Question

The area bounded by the curve \[y = {\sin ^{ - 1}}x\] and the line \[x = 0,y = \dfrac{\pi }{2}\] is
A. 1
B. 2
C. \[\pi \]
D. \[2\pi \]

Answer 1

Hint: In this case, we gave to relate the \[\sin x\] and \[{\sin ^{ - 1}}x\] graphs by the \[\sin x\] range, i.e. 0,1 and also create a neat graphic to calculate the area of the bounded region based on the given curves. The area enclosed by lines, \[x = a,{\rm{ }}x = b,y = f\left( x \right)\] is equal to \[ = \int\limits_a^b {f(x)dx} \] where (b> a)

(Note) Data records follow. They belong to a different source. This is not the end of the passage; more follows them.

//! Semantic link resolution
//!
//! Turns a declarative semantic-object payload plus a bound context into a
//! ranked list of navigation targets: placeholder resolution, attribute
//! mapping, shell queries, unavailable-action filtering, own-navigation
//! exclusion, ranking, title-link deduplication and app-state enrichment.

use crate::error::NavError;
use crate::info_log::{log_to, InfoLevel, InfoLog};
use crate::services::{AppStateEntry, AppStateService, ShellServices};
use crate::types::{
    Intent, LinkItem, LinkQuery, ResolvedTargets, SelectionVariant, SemanticObjectMapping,
    SemanticPayload,
};
use dashmap::DashMap;
use docflow_model::DocumentContext;
use indexmap::IndexMap;
use parking_lot::Mutex;
use serde_json::{Map, Value};
use std::sync::Arc;

/// URL parameter carrying the persisted app-state key
const APP_STATE_PARAM: &str = "sap-xapp-state";

/// Cache key for the default app-state entry (unchanged selection variant)
const DEFAULT_CACHE_KEY: &str = "";

/// Resolver tuning
#[derive(Debug, Clone, Copy)]
pub struct LinkResolverConfig {
    /// Links shown without expanding the "more links" section
    pub visible_link_count: usize,
}

impl Default for LinkResolverConfig {
    fn default() -> Self {
        Self {
            visible_link_count: 3,
        }
    }
}

/// Result of applying rename rules to one link's parameters
#[derive(Debug, Clone, PartialEq)]
pub struct ObjectMappings {
    /// Parameters after renames
    pub parameters: IndexMap<String, String>,
    /// Selection variant after the same renames
    pub selection_variant: SelectionVariant,
    /// Whether any rename actually applied
    pub has_changed: bool,
}

/// Apply the rename rules of `semantic_object` to URL parameters and the
/// selection variant
///
/// Renamed source keys are removed; the later write wins on a target clash.
#[must_use]
pub fn set_object_mappings(
    semantic_object: &str,
    parameters: &IndexMap<String, String>,
    mappings: &[SemanticObjectMapping],
    selection_variant: &SelectionVariant,
) -> ObjectMappings {
    let items = mappings
        .iter()
        .find(|m| m.semantic_object == semantic_object)
        .map(|m| m.items.as_slice())
        .unwrap_or(&[]);

    let mut parameters = parameters.clone();
    let mut selection_variant = selection_variant.clone();
    let mut has_changed = false;

    for item in items {
        if let Some(value) = parameters.shift_remove(&item.key) {
            parameters.insert(item.value.clone(), value);
            has_changed = true;
        }
        if let Some(value) = selection_variant.parameters.shift_remove(&item.key) {
            selection_variant.parameters.insert(item.value.clone(), value);
            has_changed = true;
        }
    }

    ObjectMappings {
        parameters,
        selection_variant,
        has_changed,
    }
}

/// Resolves navigation targets for semantic-object payloads
///
/// Failure philosophy: a missing shell, an empty payload or an empty result
/// set resolve to `None`/empty rather than erroring; genuine service
/// failures are logged and degrade to an empty actionable list so the
/// popover still opens.
pub struct LinkResolver {
    shell: Arc<dyn ShellServices>,
    app_state: Arc<dyn AppStateService>,
    config: LinkResolverConfig,
    app_state_cache: DashMap<String, AppStateEntry>,
    title_href: Mutex<Option<String>>,
}
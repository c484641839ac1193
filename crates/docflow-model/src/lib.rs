//! docflow model - core vocabulary
//!
//! Defines the fundamental types shared across the engine:
//! - Document data paths and their prefix algebra
//! - Document contexts with lifecycle flags
//! - Per-page session state and the programming-model discriminator
//! - Sibling-resolution result types

#![warn(unreachable_pub)]
#![allow(missing_docs)]

pub mod context;
pub mod path;
pub mod session;

// Re-exports for convenience
pub use context::{DocumentContext, DocumentFlags, PathMapping, SiblingInformation};
pub use path::{DocPath, PathError};
pub use session::{
    CreationMode, DraftStatus, EditMode, ProgrammingModel, SessionId, SessionState,
};

/// Version of this crate
pub const VERSION: &str = env!("CARGO_PKG_VERSION");
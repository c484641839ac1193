//! Collaborator contracts
//!
//! Every interface here is consumed, never implemented, by this crate: the
//! hosting runtime provides persistence, routing, messaging and metadata.

use crate::error::TxError;
use async_trait::async_trait;
use docflow_model::{DocPath, DocumentContext};
use serde_json::{Map, Value};

/// Result of requesting an editable document
#[derive(Debug, Clone)]
pub struct EditResult {
    /// The editable (draft or sticky) context
    pub context: DocumentContext,
    /// Edit-session token from response headers, when the backend holds one
    pub sticky_session_token: Option<String>,
}

/// Response of an action invocation
#[derive(Debug, Clone, Default)]
pub struct ActionResponse {
    /// Context returned by the action, if any
    pub context: Option<DocumentContext>,
}

/// Persistence operations, delegated to the hosting transaction layer
///
/// Assumed to perform the actual network I/O; errors come back as
/// [`TxError`] variants (soft sentinels included).
#[async_trait]
pub trait TransactionService: Send + Sync {
    /// Request a new editable document for the given active context
    async fn edit_document(&self, context: &DocumentContext) -> Result<EditResult, TxError>;

    /// Create a document instance under `target` with the given data
    async fn create_document(
        &self,
        target: &DocPath,
        data: &Map<String, Value>,
    ) -> Result<DocumentContext, TxError>;

    /// Persist the editable document; returns the resulting active context
    async fn save_document(&self, context: &DocumentContext)
        -> Result<DocumentContext, TxError>;

    /// Discard the editable document; returns the active sibling, if one exists
    async fn cancel_document(
        &self,
        context: &DocumentContext,
    ) -> Result<Option<DocumentContext>, TxError>;

    /// Delete the document instance
    async fn delete_document(&self, context: &DocumentContext) -> Result<(), TxError>;

    /// Invoke an action; `bound_to` carries the binding context for bound actions
    async fn call_action(
        &self,
        name: &str,
        bound_to: Option<&DocumentContext>,
        parameters: &Map<String, Value>,
    ) -> Result<ActionResponse, TxError>;

    /// Request server-side validation of the document
    async fn validate_document(&self, context: &DocumentContext) -> Result<(), TxError>;

    /// Submit all pending changes of the current batch group
    async fn submit_pending_changes(&self) -> Result<(), TxError>;
}

/// Routing operations of the hosting page
#[async_trait]
pub trait NavigationListener: Send + Sync {
    async fn navigate_to_context(&self, context: &DocumentContext) -> Result<(), TxError>;

    async fn navigate_forward_to_context(&self, context: &DocumentContext)
        -> Result<(), TxError>;

    async fn navigate_back_from_context(&self, context: &DocumentContext)
        -> Result<(), TxError>;

    /// Leave a transient (not yet persisted) page after a cancelled creation
    async fn navigate_back_from_transient_state(&self) -> Result<(), TxError>;

    async fn navigate_to_message_page(&self, message: &str) -> Result<(), TxError>;

    /// Hand off to an external application
    async fn navigate_external(
        &self,
        outbound: &str,
        parameters: &Map<String, Value>,
    ) -> Result<(), TxError>;
}

/// Message surface of the hosting page
#[async_trait]
pub trait MessageHandler: Send + Sync {
    async fn show_message_dialog(&self);

    async fn show_messages(&self);

    /// Drop transition-scoped messages accumulated by the last operation
    fn remove_transition_messages(&self);
}

/// Activity kinds broadcast to collaboration sessions
#[derive(Debug, Clone, Copy, PartialEq, Eq)]
pub enum ActivityKind {
    Create,
    Activate,
    Delete,
}

/// Collaboration-draft integration
#[async_trait]
pub trait CollaborationService: Send + Sync {
    /// Whether a collaboration session is connected for this page
    fn is_connected(&self) -> bool;

    /// Share the document with connected collaborators
    async fn share(&self, context: &DocumentContext) -> Result<(), TxError>;

    /// Broadcast a lifecycle activity
    async fn send_activity(
        &self,
        kind: ActivityKind,
        context: &DocumentContext,
    ) -> Result<(), TxError>;
}

/// Entity metadata lookups backing creation-mode and action resolution
pub trait ActionMetadata: Send + Sync {
    /// Whether `action` is bound to `entity_type`
    fn is_bound(&self, action: &str, entity_type: &str) -> bool;

    /// Parameterized creation action declared for the entity set, if any
    fn creation_action(&self, entity_set: &str) -> Option<String>;

    /// Non-computed mandatory key fields of the entity set
    fn mandatory_key_fields(&self, entity_set: &str) -> Vec<String>;
}

/// A dependent list binding on the hosting page
///
/// Used for draft/active entry swaps before deletion and for post-action
/// refreshes.
#[async_trait]
pub trait ListBinding: Send + Sync {
    /// Contexts currently materialized in the list
    fn contexts(&self) -> Vec<DocumentContext>;

    /// Replace one list entry with another context, in place
    async fn swap_entry(
        &self,
        old: &DocumentContext,
        new: &DocumentContext,
    ) -> Result<(), TxError>;

    /// Re-read the whole binding
    async fn refresh(&self) -> Result<(), TxError>;
}
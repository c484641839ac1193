//! Injectable lifecycle hooks
//!
//! Applications extend the orchestrator through these callback fields; every
//! hook defaults to a no-op that resolves successfully. A failing
//! `on_before_*` hook vetoes its operation; `on_after_*` failures are logged
//! and absorbed.

use crate::error::TxError;
use docflow_model::DocumentContext;
use futures::future::BoxFuture;
use std::sync::Arc;

/// A lifecycle hook: async callback over the affected context
pub type Hook = Arc<dyn Fn(&DocumentContext) -> BoxFuture<'static, Result<(), TxError>> + Send + Sync>;

fn noop() -> Hook {
    Arc::new(|_| Box::pin(async { Ok(()) }))
}

/// The extensible points of the orchestrator
#[derive(Clone)]
pub struct LifecycleHooks {
    /// Runs before an edit session is requested; an error vetoes the edit
    pub on_before_edit: Hook,
    /// Runs before save; an error vetoes the save
    pub on_before_save: Hook,
    /// Runs after a successful save (post-save survey point)
    pub on_after_save: Hook,
    /// Runs after a successful creation
    pub on_after_create: Hook,
    /// Runs after a successful discard
    pub on_after_discard: Hook,
}

impl Default for LifecycleHooks {
    fn default() -> Self {
        Self {
            on_before_edit: noop(),
            on_before_save: noop(),
            on_after_save: noop(),
            on_after_create: noop(),
            on_after_discard: noop(),
        }
    }
}

impl LifecycleHooks {
    /// All-default hooks
    #[inline]
    #[must_use]
    pub fn new() -> Self {
        Self::default()
    }

    /// Replace the before-save hook
    #[must_use]
    pub fn with_before_save(mut self, hook: Hook) -> Self {
        self.on_before_save = hook;
        self
    }

    /// Replace the after-save hook
    #[must_use]
    pub fn with_after_save(mut self, hook: Hook) -> Self {
        self.on_after_save = hook;
        self
    }

    /// Replace the after-create hook
    #[must_use]
    pub fn with_after_create(mut self, hook: Hook) -> Self {
        self.on_after_create = hook;
        self
    }

    /// Replace the before-edit hook
    #[must_use]
    pub fn with_before_edit(mut self, hook: Hook) -> Self {
        self.on_before_edit = hook;
        self
    }

    /// Replace the after-discard hook
    #[must_use]
    pub fn with_after_discard(mut self, hook: Hook) -> Self {
        self.on_after_discard = hook;
        self
    }
}

impl std::fmt::Debug for LifecycleHooks {
    fn fmt(&self, f: &mut std::fmt::Formatter<'_>) -> std::fmt::Result {
        f.debug_struct("LifecycleHooks").finish_non_exhaustive()
    }
}

#[cfg(test)]
mod tests {
    use super::*;
    use docflow_model::DocPath;
    use std::sync::atomic::{AtomicBool, Ordering};

    #[tokio::test]
    async fn default_hooks_resolve() {
        let hooks = LifecycleHooks::new();
        let ctx = DocumentContext::new(DocPath::single("SalesOrder(1)"), "SalesOrder");
        assert!((hooks.on_before_save)(&ctx).await.is_ok());
        assert!((hooks.on_after_save)(&ctx).await.is_ok());
    }

    #[tokio::test]
    async fn custom_hook_is_invoked() {
        let fired = Arc::new(AtomicBool::new(false));
        let fired_in_hook = fired.clone();
        let hooks = LifecycleHooks::new().with_after_save(Arc::new(move |_| {
            let fired = fired_in_hook.clone();
            Box::pin(async move {
                fired.store(true, Ordering::SeqCst);
                Ok(())
            })
        }));

        let ctx = DocumentContext::new(DocPath::single("SalesOrder(1)"), "SalesOrder");
        (hooks.on_after_save)(&ctx).await.unwrap();
        assert!(fired.load(Ordering::SeqCst));
    }
}
//! Edit-mode and draft-status transition rules
//!
//! Pure transition tables; the orchestrator drives them and owns the
//! surrounding side effects.

use crate::error::LifecycleError;
use docflow_model::{DraftStatus, EditMode};

/// Validates an edit-mode transition.
///
/// `Display -> Editable` via edit; `Editable -> Display` via
/// save/cancel/discard. Self-transitions are illegal.
pub fn validate_edit_transition(from: EditMode, to: EditMode) -> Result<(), LifecycleError> {
    if allowed_edit_transitions(from).contains(&to) {
        Ok(())
    } else {
        Err(LifecycleError::IllegalEditTransition { from, to })
    }
}

/// Edit modes reachable from `from`
#[must_use]
pub fn allowed_edit_transitions(from: EditMode) -> Vec<EditMode> {
    match from {
        EditMode::Display => vec![EditMode::Editable],
        EditMode::Editable => vec![EditMode::Display],
    }
}

/// Validates a draft-status transition.
///
/// `Clear -> Saving -> Saved -> Clear`, with `Saving -> Clear` as the
/// failure reset.
pub fn validate_draft_transition(from: DraftStatus, to: DraftStatus) -> Result<(), LifecycleError> {
    if allowed_draft_transitions(from).contains(&to) {
        Ok(())
    } else {
        Err(LifecycleError::IllegalDraftTransition { from, to })
    }
}

/// Draft statuses reachable from `from`
#[must_use]
pub fn allowed_draft_transitions(from: DraftStatus) -> Vec<DraftStatus> {
    use DraftStatus::*;
    match from {
        Clear => vec![Saving],
        Saving => vec![Saved, Clear],
        Saved => vec![Clear],
    }
}

#[cfg(test)]
mod tests {
    use super::*;

    #[test]
    fn edit_display_to_editable() {
        assert!(validate_edit_transition(EditMode::Display, EditMode::Editable).is_ok());
        assert!(validate_edit_transition(EditMode::Editable, EditMode::Display).is_ok());
    }

    #[test]
    fn edit_self_transition_rejected() {
        assert!(validate_edit_transition(EditMode::Display, EditMode::Display).is_err());
        assert!(validate_edit_transition(EditMode::Editable, EditMode::Editable).is_err());
    }

    #[test]
    fn draft_happy_path() {
        assert!(validate_draft_transition(DraftStatus::Clear, DraftStatus::Saving).is_ok());
        assert!(validate_draft_transition(DraftStatus::Saving, DraftStatus::Saved).is_ok());
        assert!(validate_draft_transition(DraftStatus::Saved, DraftStatus::Clear).is_ok());
    }

    #[test]
    fn draft_failure_reset() {
        assert!(validate_draft_transition(DraftStatus::Saving, DraftStatus::Clear).is_ok());
    }

    #[test]
    fn draft_skip_saving_rejected() {
        assert!(validate_draft_transition(DraftStatus::Clear, DraftStatus::Saved).is_err());
        assert!(validate_draft_transition(DraftStatus::Saved, DraftStatus::Saving).is_err());
    }
}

Formula Used: To determine the area of the shaded region, we use the formula
\[ = \int\limits_a^b {f(x)dx} \]

Complete step by step solution: We are provided in the question that the curve is
\[y = {\sin ^{ - 1}}x\]
And the line will be as mentioned below,
\[x = 0,y = \dfrac{\pi }{2}\]
Now, we are to determine the area bounded by the curve
\[y = {\sin ^{ - 1}}x\]
For that, we have to make a graph for the given data, we have


Now, let us determine the area of the shaded region from the above graph.
\[y = {\sin ^{ - 1}}x\]
Because the graph is symmetrical about the origin, the bounded area is given by
\[A = 2\int\limits_0^1 {{{\sin }^{ - 1}}xdx} \]
Now, on solving the limit from the above equation, we obtain
\[ = 2\left[ {\left| {x{{\sin }^{ - 1}}x} \right|_0^1 - \int_0^1 x \dfrac{1}{{\sqrt {1 - {x^2}} }}dx} \right]\]
On solving the other limit by replacing the limit value to the corresponding places, we get
\[ = 2\left[ {\left| {\dfrac{\pi }{2} + \sqrt {1 - {x^2}} } \right|_0^1} \right]\]
Now, we have to substitute the limit values in the place of x to determine the value, we have
\[ = \pi - 2\]
Now, let us determine the area of the shaded region, we have
\[ = \mid Ar(OABC) + Ar(ODEF) - A\mid \]
On substituting the values from the given diagram, we get
\[ = \left| {\dfrac{\pi }{2} \times 1 + \dfrac{\pi }{2} \times 1 - \pi + 2} \right|\]
We can write the above expression in less complicated form as below,
\[ = \dfrac{\pi }{2} + \dfrac{\pi }{2} - \pi + 2\]
We have been already known that the value of \[\pi \] is \[3.141593\] and therefore \[\dfrac{\pi }{2}\] is \[1.570796\]
So on replacing, we get
\[1.570796 + 1.570796 - 3.141593 + 2\]
Now, we have to simplify the above expression by adding/subtraction we get
\[ = 0 + 2\]
On further simplification, we get
\[ = 2\]
Therefore, the area bounded by the curve \[y = {\sin ^{ - 1}}x\] and the line \[x = 0,y = \dfrac{\pi }{2}\] is \[2\] units

Option ‘B’ is correct

Note: When confronted with such situations, the crucial concept to remember is to always recollect the basic integration formulas such as \[\int {\sin xdx = - \cos x + c,\int {\cos xdx = \sin x + c} } \] where c is some arbitrary integration constant and the area under the curve using the integration approach indicated above.